It started with lettuce. You can’t freeze the stuff, right? Or bake with it, or make lettucesauce or lettuce jam. It’s just…lettuce. And there’s only so much salad two people can eat.
So I brought a bag to the neighbors. They were grateful.
Next week I brought some more, plus some arugula. Same story. Except Neighbor Rick mentioned they were going crabbing and would bring us some if they got lucky.
For a time, they didn’t. Meanwhile, I brought them more lettuce.
Then the crabs found their way into Neighbor Rick’s pots.* He brought us two–cooked and cleaned. We dined in ecstasy. And I brought them a small bowl of raspberries.

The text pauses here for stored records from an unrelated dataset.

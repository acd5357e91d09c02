//! Hooks around task and request processing
//!
//! A [`Middleware`] observes a task run: once before and after the whole
//! task, and before and after every successful fetch. Hooks cannot change or
//! cancel a request; an `Err` from any hook aborts the run.

mod delay;
mod log;
mod throttle;

pub use delay::DelayMiddleware;
pub use log::LogMiddleware;
pub use throttle::ThrottleMiddleware;

use crate::crawler::{Request, TaskInfo};
use crate::page::Response;
use crate::Result;
use async_trait::async_trait;
use std::sync::Arc;

/// Observer of a task run
///
/// Every hook defaults to doing nothing, so an implementation only overrides
/// what it needs.
#[async_trait]
pub trait Middleware: Send + Sync {
    /// Name used in logs
    fn name(&self) -> String {
        std::any::type_name::<Self>().to_string()
    }

    /// Runs once before the task's first request
    async fn before_all(&self, _task: &TaskInfo) -> Result<()> {
        Ok(())
    }

    /// Runs once after the task's queue is drained
    async fn after_all(&self, _task: &TaskInfo) -> Result<()> {
        Ok(())
    }

    /// Runs before every fetch, including retries
    async fn before_request(&self, _task: &TaskInfo, _request: &Request) -> Result<()> {
        Ok(())
    }

    /// Runs after every successful fetch, before parsing
    async fn after_request(
        &self,
        _task: &TaskInfo,
        _request: &Request,
        _response: &Response,
    ) -> Result<()> {
        Ok(())
    }
}

#[async_trait]
impl<M: Middleware + ?Sized> Middleware for Arc<M> {
    fn name(&self) -> String {
        (**self).name()
    }

    async fn before_all(&self, task: &TaskInfo) -> Result<()> {
        (**self).before_all(task).await
    }

    async fn after_all(&self, task: &TaskInfo) -> Result<()> {
        (**self).after_all(task).await
    }

    async fn before_request(&self, task: &TaskInfo, request: &Request) -> Result<()> {
        (**self).before_request(task, request).await
    }

    async fn after_request(
        &self,
        task: &TaskInfo,
        request: &Request,
        response: &Response,
    ) -> Result<()> {
        (**self).after_request(task, request, response).await
    }
}

/// Ordered middlewares of one task
///
/// Each hook runs the middlewares in registration order and stops at the
/// first error.
#[derive(Default)]
pub struct MiddlewareChain {
    middlewares: Vec<Box<dyn Middleware>>,
}

impl MiddlewareChain {
    pub fn new() -> Self {
        Self::default()
    }

    pub fn push(&mut self, middleware: impl Middleware + 'static) {
        tracing::debug!("Registering middleware {}", middleware.name());
        self.middlewares.push(Box::new(middleware));
    }

    pub fn len(&self) -> usize {
        self.middlewares.len()
    }

    pub fn is_empty(&self) -> bool {
        self.middlewares.is_empty()
    }

    /// Names in registration order
    pub fn names(&self) -> Vec<String> {
        self.middlewares.iter().map(|m| m.name()).collect()
    }

    pub async fn before_all(&self, task: &TaskInfo) -> Result<()> {
        for middleware in &self.middlewares {
            middleware.before_all(task).await?;
        }
        Ok(())
    }

    pub async fn after_all(&self, task: &TaskInfo) -> Result<()> {
        for middleware in &self.middlewares {
            middleware.after_all(task).await?;
        }
        Ok(())
    }

    pub async fn before_request(&self, task: &TaskInfo, request: &Request) -> Result<()> {
        for middleware in &self.middlewares {
            middleware.before_request(task, request).await?;
        }
        Ok(())
    }

    pub async fn after_request(
        &self,
        task: &TaskInfo,
        request: &Request,
        response: &Response,
    ) -> Result<()> {
        for middleware in &self.middlewares {
            middleware.after_request(task, request, response).await?;
        }
        Ok(())
    }
}

impl std::fmt::Debug for MiddlewareChain {
    fn fmt(&self, f: &mut std::fmt::Formatter<'_>) -> std::fmt::Result {
        f.debug_list().entries(self.names()).finish()
    }
}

[One of my favorite sayings is, “I don’t want a ____, I just want a friend with a _____.” In this case: boat, pot, crab license.]
Couple days later: two more crabs. “I work at a bakery,” I told Rick. “Can I bring you some treats?” But no–Rick and family are trying to stay away from those kind of temptations. Curses! Nothing for it but to bring more raspberries.
Then Neighbor Rick upped his game. “We’re gettin’ a buncha crab now, gonna make some gumbo,” he told us. “Can we bring you a little?”
We were imagining a wee side dish for our dinner, and we were excited for that. But when Rick came over with the gumbo…well.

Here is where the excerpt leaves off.